In the listing that follows, the lines starting at the one containing "filename crates/pcp-client/src/handle.rs" and ending at the one containing "attempts, so a" are to be returned exactly, both boundary lines included, and no others.

━━ Task material ━━

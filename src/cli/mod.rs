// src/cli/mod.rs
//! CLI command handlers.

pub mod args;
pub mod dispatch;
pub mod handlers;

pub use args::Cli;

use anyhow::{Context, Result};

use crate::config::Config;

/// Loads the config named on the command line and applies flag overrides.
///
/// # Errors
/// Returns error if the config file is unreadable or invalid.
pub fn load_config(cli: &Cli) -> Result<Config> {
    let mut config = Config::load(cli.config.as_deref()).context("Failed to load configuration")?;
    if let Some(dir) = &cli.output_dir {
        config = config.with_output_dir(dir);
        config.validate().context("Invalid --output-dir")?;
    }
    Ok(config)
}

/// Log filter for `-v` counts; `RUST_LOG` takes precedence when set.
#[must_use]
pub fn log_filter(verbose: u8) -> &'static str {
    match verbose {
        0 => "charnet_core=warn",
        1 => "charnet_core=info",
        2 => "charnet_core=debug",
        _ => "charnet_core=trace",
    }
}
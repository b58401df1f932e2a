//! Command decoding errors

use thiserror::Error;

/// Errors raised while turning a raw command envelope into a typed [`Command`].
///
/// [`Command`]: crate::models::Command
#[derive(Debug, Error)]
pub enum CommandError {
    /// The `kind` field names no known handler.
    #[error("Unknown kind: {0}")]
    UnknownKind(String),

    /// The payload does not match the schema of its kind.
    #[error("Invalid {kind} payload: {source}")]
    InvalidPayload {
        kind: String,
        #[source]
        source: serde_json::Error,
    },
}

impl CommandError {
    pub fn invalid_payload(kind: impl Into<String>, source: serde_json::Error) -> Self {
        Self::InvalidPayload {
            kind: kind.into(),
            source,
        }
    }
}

━━━
━━ Task material ━━

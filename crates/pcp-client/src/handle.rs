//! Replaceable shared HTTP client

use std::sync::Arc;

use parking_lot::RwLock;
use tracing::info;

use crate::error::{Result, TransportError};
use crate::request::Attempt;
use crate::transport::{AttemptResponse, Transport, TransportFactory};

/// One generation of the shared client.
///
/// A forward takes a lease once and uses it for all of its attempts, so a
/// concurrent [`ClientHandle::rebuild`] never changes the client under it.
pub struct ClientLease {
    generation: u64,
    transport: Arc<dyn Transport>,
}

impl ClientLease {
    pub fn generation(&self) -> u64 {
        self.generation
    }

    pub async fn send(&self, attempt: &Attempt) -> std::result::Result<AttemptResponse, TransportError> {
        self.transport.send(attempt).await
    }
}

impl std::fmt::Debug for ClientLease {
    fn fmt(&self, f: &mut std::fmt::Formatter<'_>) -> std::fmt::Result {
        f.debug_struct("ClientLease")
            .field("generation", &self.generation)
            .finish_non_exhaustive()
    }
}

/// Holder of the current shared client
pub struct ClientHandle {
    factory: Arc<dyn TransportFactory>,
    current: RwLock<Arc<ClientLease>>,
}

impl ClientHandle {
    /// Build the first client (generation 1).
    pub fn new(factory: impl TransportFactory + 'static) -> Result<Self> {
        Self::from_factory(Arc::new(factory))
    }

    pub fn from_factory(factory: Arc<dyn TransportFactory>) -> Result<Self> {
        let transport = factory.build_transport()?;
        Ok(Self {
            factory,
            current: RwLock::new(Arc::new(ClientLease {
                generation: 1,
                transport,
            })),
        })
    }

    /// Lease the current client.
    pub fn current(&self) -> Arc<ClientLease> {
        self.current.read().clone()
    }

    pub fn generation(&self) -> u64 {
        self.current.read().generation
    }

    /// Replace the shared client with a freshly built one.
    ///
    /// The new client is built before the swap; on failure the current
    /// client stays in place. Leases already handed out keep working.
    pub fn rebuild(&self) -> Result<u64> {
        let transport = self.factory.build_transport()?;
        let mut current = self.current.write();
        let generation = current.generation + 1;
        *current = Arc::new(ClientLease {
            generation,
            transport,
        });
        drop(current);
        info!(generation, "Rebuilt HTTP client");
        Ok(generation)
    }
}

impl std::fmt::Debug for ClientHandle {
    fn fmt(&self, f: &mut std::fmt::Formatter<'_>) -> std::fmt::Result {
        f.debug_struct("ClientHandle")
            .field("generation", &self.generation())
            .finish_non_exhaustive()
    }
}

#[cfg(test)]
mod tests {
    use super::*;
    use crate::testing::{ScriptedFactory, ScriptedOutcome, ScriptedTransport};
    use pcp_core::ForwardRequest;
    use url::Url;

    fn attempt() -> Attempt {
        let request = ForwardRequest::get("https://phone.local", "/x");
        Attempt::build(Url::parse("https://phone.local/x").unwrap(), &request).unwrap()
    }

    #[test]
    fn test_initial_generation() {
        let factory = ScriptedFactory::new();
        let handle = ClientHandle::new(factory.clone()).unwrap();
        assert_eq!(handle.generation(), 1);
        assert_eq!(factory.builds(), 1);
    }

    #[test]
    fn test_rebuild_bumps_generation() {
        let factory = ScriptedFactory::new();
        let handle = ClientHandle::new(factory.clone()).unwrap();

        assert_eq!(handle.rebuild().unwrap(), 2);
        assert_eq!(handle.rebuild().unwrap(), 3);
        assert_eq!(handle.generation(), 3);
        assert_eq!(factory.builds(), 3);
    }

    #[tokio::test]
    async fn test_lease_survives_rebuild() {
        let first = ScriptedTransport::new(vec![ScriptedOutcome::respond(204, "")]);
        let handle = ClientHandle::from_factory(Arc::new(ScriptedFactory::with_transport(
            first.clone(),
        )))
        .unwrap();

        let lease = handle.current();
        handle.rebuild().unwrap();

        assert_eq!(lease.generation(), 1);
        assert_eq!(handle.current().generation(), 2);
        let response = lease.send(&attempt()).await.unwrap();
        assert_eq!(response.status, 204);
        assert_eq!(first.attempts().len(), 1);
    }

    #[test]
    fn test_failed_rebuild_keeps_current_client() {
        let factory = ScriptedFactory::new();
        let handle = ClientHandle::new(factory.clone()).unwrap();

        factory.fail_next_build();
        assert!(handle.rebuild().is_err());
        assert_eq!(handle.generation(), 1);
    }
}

━━━
━━ Task material ━━

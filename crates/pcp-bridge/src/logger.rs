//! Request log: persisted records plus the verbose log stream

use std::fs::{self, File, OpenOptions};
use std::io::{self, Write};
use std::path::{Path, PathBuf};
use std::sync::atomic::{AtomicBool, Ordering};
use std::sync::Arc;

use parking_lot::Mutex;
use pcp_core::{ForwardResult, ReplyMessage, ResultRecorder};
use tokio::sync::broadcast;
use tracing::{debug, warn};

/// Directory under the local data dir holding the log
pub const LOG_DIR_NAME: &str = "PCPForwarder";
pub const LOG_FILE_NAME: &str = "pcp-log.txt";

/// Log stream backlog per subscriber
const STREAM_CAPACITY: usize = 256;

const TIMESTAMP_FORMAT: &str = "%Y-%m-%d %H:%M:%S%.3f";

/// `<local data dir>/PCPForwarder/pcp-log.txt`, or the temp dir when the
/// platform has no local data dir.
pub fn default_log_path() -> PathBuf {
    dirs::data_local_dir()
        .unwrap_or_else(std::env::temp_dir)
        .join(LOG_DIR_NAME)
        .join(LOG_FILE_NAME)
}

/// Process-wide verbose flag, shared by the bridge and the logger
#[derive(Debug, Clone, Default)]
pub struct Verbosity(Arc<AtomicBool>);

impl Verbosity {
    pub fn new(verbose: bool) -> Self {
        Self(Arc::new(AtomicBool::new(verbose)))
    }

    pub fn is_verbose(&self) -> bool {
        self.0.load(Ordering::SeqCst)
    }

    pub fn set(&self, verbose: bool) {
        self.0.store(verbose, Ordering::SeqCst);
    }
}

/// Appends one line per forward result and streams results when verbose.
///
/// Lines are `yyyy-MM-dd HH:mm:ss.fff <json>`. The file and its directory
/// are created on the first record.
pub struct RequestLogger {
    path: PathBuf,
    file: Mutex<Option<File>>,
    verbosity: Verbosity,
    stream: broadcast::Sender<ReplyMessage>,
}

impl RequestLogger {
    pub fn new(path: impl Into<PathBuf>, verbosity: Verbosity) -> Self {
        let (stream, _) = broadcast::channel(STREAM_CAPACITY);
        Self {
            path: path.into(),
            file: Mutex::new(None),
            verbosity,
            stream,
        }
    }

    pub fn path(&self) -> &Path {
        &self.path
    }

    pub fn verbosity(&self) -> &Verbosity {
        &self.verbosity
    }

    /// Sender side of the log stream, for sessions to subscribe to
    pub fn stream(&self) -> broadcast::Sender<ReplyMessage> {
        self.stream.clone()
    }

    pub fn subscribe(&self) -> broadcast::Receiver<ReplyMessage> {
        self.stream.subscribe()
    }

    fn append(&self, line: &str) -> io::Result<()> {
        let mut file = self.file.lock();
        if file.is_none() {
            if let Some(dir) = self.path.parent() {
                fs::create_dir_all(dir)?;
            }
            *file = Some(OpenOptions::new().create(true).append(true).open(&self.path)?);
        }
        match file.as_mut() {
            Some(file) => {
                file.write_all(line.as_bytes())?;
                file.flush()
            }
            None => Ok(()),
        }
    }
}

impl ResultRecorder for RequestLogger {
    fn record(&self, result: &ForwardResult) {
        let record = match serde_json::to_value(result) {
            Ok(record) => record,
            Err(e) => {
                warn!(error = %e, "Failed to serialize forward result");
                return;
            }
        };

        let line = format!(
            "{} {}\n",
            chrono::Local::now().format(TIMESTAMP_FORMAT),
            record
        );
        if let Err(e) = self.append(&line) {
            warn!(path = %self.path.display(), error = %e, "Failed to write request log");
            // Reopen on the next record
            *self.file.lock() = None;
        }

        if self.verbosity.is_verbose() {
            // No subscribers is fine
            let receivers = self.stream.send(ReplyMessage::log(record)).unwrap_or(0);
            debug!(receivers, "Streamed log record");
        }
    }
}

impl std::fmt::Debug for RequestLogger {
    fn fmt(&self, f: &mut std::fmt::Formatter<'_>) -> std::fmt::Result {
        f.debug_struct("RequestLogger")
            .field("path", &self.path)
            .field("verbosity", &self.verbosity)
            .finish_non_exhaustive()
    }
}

━━━

§ **Answer box**
filename crates/pcp-client/src/handle.rs
//! Replaceable shared HTTP client

use std::sync::Arc;

use parking_lot::RwLock;
use tracing::info;

use crate::error::{Result, TransportError};
use crate::request::Attempt;
use crate::transport::{AttemptResponse, Transport, TransportFactory};

/// One generation of the shared client.
///
/// A forward takes a lease once and uses it for all of its attempts, so a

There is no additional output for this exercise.